Hancock: What's up buddy?
Blakeney: What you doing son?
Hancock: Nothing.
Blakeney: You come over here to visit us huh?
Hancock: Yeah.
Hancock: You alright?
Blakeney: Yeah.
Hancock: That's good.
Hancock: I told yall I was gonna come up here.
Blakeney: Hey, ah, I'm glad you came, Seth told me that Big Dave sent the word up the road to get me smashed when I got up there, what is that all about?

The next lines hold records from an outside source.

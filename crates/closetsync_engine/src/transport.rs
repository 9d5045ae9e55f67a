//! Remote profile service abstraction.

use crate::config::{CallOptions, SyncConfig};
use crate::connectivity::Connectivity;
use crate::error::{SyncError, SyncResult};
use crate::http::{HttpClient, HttpRequest, Method, NetworkClient};
use async_trait::async_trait;
use closetsync_protocol::{Mutation, Operation, OperationKind, UserProfile};
use parking_lot::Mutex;
use reqwest::Url;
use serde_json::{json, Value};
use std::collections::{HashMap, HashSet};
use std::sync::atomic::{AtomicBool, AtomicUsize, Ordering};
use std::time::Duration;
use tracing::debug;

/// The server side of synchronization.
///
/// This trait abstracts the network layer, allowing for different
/// implementations (HTTP, mock for testing, etc.).
#[async_trait]
pub trait RemoteProfileService: Send + Sync {
    /// Fetches the server's snapshot of a user's profile.
    async fn fetch_profile(&self, user_id: &str) -> SyncResult<UserProfile>;

    /// Delivers one queued operation.
    async fn dispatch(&self, operation: &Operation) -> SyncResult<()>;
}

/// REST implementation of [`RemoteProfileService`].
pub struct HttpProfileService<C, N> {
    base_url: Url,
    network: NetworkClient<C, N>,
    dispatch_options: CallOptions,
    fetch_options: CallOptions,
}

impl<C: HttpClient, N: Connectivity> HttpProfileService<C, N> {
    /// Creates a service for `config.base_url`.
    pub fn new(config: &SyncConfig, network: NetworkClient<C, N>) -> SyncResult<Self> {
        let base_url = Url::parse(&config.base_url).map_err(|e| {
            SyncError::InvalidConfig(format!("invalid base url {:?}: {e}", config.base_url))
        })?;
        if base_url.cannot_be_a_base() {
            return Err(SyncError::InvalidConfig(format!(
                "base url {:?} cannot carry a path",
                config.base_url
            )));
        }

        Ok(Self {
            base_url,
            network,
            dispatch_options: config.dispatch.clone(),
            fetch_options: config.fetch.clone(),
        })
    }

    /// Returns the network client.
    pub fn network(&self) -> &NetworkClient<C, N> {
        &self.network
    }

    /// Builds the request that delivers an operation.
    pub fn request_for(&self, operation: &Operation) -> SyncResult<HttpRequest> {
        let user = operation.user_id();
        let request = match operation.mutation()? {
            Mutation::AddClosetItem(item) => {
                HttpRequest::new(Method::Post, self.endpoint(&["users", user, "closet"]))
                    .with_body(serde_json::to_value(&item)?)
            }
            Mutation::RemoveClosetItem { item_id } => HttpRequest::new(
                Method::Delete,
                self.endpoint(&["users", user, "closet", &item_id]),
            ),
            Mutation::UpdateClosetItem { item_id, changes } => HttpRequest::new(
                Method::Patch,
                self.endpoint(&["users", user, "closet", &item_id]),
            )
            .with_body(serde_json::to_value(&changes)?),
            Mutation::ToggleFavorite { item_id, favorite } => {
                HttpRequest::new(Method::Post, self.endpoint(&["users", user, "favorite"]))
                    .with_body(json!({ "itemId": item_id, "favorite": favorite }))
            }
            Mutation::UpdatePreferences(preferences) => {
                HttpRequest::new(Method::Patch, self.endpoint(&["users", user, "preferences"]))
                    .with_body(Value::Object(preferences))
            }
            Mutation::SubmitQuiz(answers) => {
                HttpRequest::new(Method::Post, self.endpoint(&["users", user, "quiz"]))
                    .with_body(answers)
            }
            Mutation::AddLikedItem { item_id } => self
                .feedback_item(Method::Post, user, &item_id)
                .with_body(json!({ "liked": true })),
            Mutation::AddDislikedItem { item_id } => self
                .feedback_item(Method::Post, user, &item_id)
                .with_body(json!({ "liked": false })),
            Mutation::RemoveLikedItem { item_id } => self
                .feedback_item(Method::Delete, user, &item_id)
                .with_body(json!({ "list": "liked" })),
            Mutation::RemoveDislikedItem { item_id } => self
                .feedback_item(Method::Delete, user, &item_id)
                .with_body(json!({ "list": "disliked" })),
            Mutation::SaveOutfit(items) => {
                HttpRequest::new(Method::Post, self.endpoint(&["users", user, "outfits"]))
                    .with_body(json!({ "items": items }))
            }
            Mutation::RemoveOutfit(items) => {
                HttpRequest::new(Method::Delete, self.endpoint(&["users", user, "outfits"]))
                    .with_body(json!({ "items": items }))
            }
        };
        Ok(request)
    }

    fn feedback_item(&self, method: Method, user: &str, item_id: &str) -> HttpRequest {
        HttpRequest::new(
            method,
            self.endpoint(&["users", user, "feedback", "items", item_id]),
        )
    }

    /// Joins percent-encoded path segments onto the base URL.
    fn endpoint(&self, segments: &[&str]) -> String {
        let mut url = self.base_url.clone();
        if let Ok(mut path) = url.path_segments_mut() {
            path.pop_if_empty().extend(segments);
        }
        url.into()
    }
}

#[async_trait]
impl<C: HttpClient, N: Connectivity> RemoteProfileService for HttpProfileService<C, N> {
    async fn fetch_profile(&self, user_id: &str) -> SyncResult<UserProfile> {
        let request = HttpRequest::get(self.endpoint(&["users", user_id]));
        self.network.call_json(&request, &self.fetch_options).await
    }

    async fn dispatch(&self, operation: &Operation) -> SyncResult<()> {
        let request = self.request_for(operation)?;
        debug!(
            operation_id = %operation.id(),
            method = %request.method,
            url = %request.url,
            "dispatching operation"
        );
        self.network
            .call(&request, &self.dispatch_options)
            .await
            .map(|_| ())
    }
}

/// A scripted in-memory server for testing.
///
/// Successful dispatches are applied to the stored profile of the
/// operation's user, so a later fetch reflects them.
#[derive(Debug, Default)]
pub struct MockProfileService {
    profiles: Mutex<HashMap<String, UserProfile>>,
    delivered: Mutex<Vec<Operation>>,
    failing_kinds: Mutex<HashSet<OperationKind>>,
    fail_next: AtomicUsize,
    fail_fetch: AtomicBool,
    unreachable: AtomicBool,
    attempts: AtomicUsize,
    fetches: AtomicUsize,
    dispatch_delay: Mutex<Option<Duration>>,
}

impl MockProfileService {
    /// Creates an empty mock server.
    pub fn new() -> Self {
        Self::default()
    }

    /// Stores the server snapshot for a user.
    pub fn set_profile(&self, profile: UserProfile) {
        self.profiles
            .lock()
            .insert(profile.user_id.clone(), profile);
    }

    /// Returns the server snapshot for a user.
    pub fn profile(&self, user_id: &str) -> Option<UserProfile> {
        self.profiles.lock().get(user_id).cloned()
    }

    /// Rejects the next `count` dispatches with a 503.
    pub fn fail_next_dispatches(&self, count: usize) {
        self.fail_next.store(count, Ordering::SeqCst);
    }

    /// Rejects every dispatch of `kind` with a 503.
    pub fn fail_kind(&self, kind: OperationKind) {
        self.failing_kinds.lock().insert(kind);
    }

    /// Clears every scripted failure.
    pub fn clear_failures(&self) {
        self.failing_kinds.lock().clear();
        self.fail_next.store(0, Ordering::SeqCst);
        self.fail_fetch.store(false, Ordering::SeqCst);
        self.unreachable.store(false, Ordering::SeqCst);
    }

    /// Makes snapshot fetches fail with a 503.
    pub fn set_fetch_failing(&self, failing: bool) {
        self.fail_fetch.store(failing, Ordering::SeqCst);
    }

    /// Simulates an offline device: every call fails with
    /// [`SyncError::OfflineNoFallback`].
    pub fn set_unreachable(&self, unreachable: bool) {
        self.unreachable.store(unreachable, Ordering::SeqCst);
    }

    /// Makes every dispatch wait `delay` before answering.
    pub fn set_dispatch_delay(&self, delay: Option<Duration>) {
        *self.dispatch_delay.lock() = delay;
    }

    /// Returns successfully delivered operations in delivery order.
    pub fn delivered(&self) -> Vec<Operation> {
        self.delivered.lock().clone()
    }

    /// Returns the number of dispatch attempts, failed ones included.
    pub fn dispatch_attempts(&self) -> usize {
        self.attempts.load(Ordering::SeqCst)
    }

    /// Returns the number of snapshot fetches.
    pub fn fetch_count(&self) -> usize {
        self.fetches.load(Ordering::SeqCst)
    }

    fn take_scripted_failure(&self) -> bool {
        self.fail_next
            .fetch_update(Ordering::SeqCst, Ordering::SeqCst, |n| n.checked_sub(1))
            .is_ok()
    }
}

fn unavailable() -> SyncError {
    SyncError::RequestFailed {
        status: 503,
        message: "Service Unavailable".to_string(),
    }
}

#[async_trait]
impl RemoteProfileService for MockProfileService {
    async fn fetch_profile(&self, user_id: &str) -> SyncResult<UserProfile> {
        self.fetches.fetch_add(1, Ordering::SeqCst);
        if self.unreachable.load(Ordering::SeqCst) {
            return Err(SyncError::OfflineNoFallback);
        }
        if self.fail_fetch.load(Ordering::SeqCst) {
            return Err(unavailable());
        }
        self.profile(user_id).ok_or_else(|| SyncError::RequestFailed {
            status: 404,
            message: "User not found".to_string(),
        })
    }

    async fn dispatch(&self, operation: &Operation) -> SyncResult<()> {
        self.attempts.fetch_add(1, Ordering::SeqCst);
        let delay = *self.dispatch_delay.lock();
        if let Some(delay) = delay {
            tokio::time::sleep(delay).await;
        }
        if self.unreachable.load(Ordering::SeqCst) {
            return Err(SyncError::OfflineNoFallback);
        }
        if self.failing_kinds.lock().contains(&operation.kind()) || self.take_scripted_failure() {
            return Err(unavailable());
        }

        let mutation = operation.mutation()?;
        self.profiles
            .lock()
            .entry(operation.user_id().to_string())
            .or_insert_with(|| UserProfile::new(operation.user_id(), operation.timestamp()))
            .apply(&mutation, operation.timestamp());
        self.delivered.lock().push(operation.clone());
        Ok(())
    }
}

Hancock: About a bunch of lies, you know like I gave you my word right?
Blakeney: Yeah.
Hancock: I talked to Bedrock.
Blakeney: Aight.
Hancock: It's understood to me that the only way of a child, death of a child, it's got to be bi-racial.
Blakeney: Right.
Hancock: And it's got to be under the 88 precepts, that's what he told me. I spoke with him this morning, him and Josh Maxey and they said the only way to get accepted or passed out for vote is that if it was done bi-racial child.
Blakeney: Aight.
Hancock: You know what I am saying.
Blakeney: Yeah.
Hancock: So.
Blakeney: You see I ain't, if I do go I ain't, it ain't gonna be on capital murder gone be on
Hancock: It don't matter what it is, it don't matter what charge it is.
Blakeney: It's gonna be negligent manslaughter if it's anything.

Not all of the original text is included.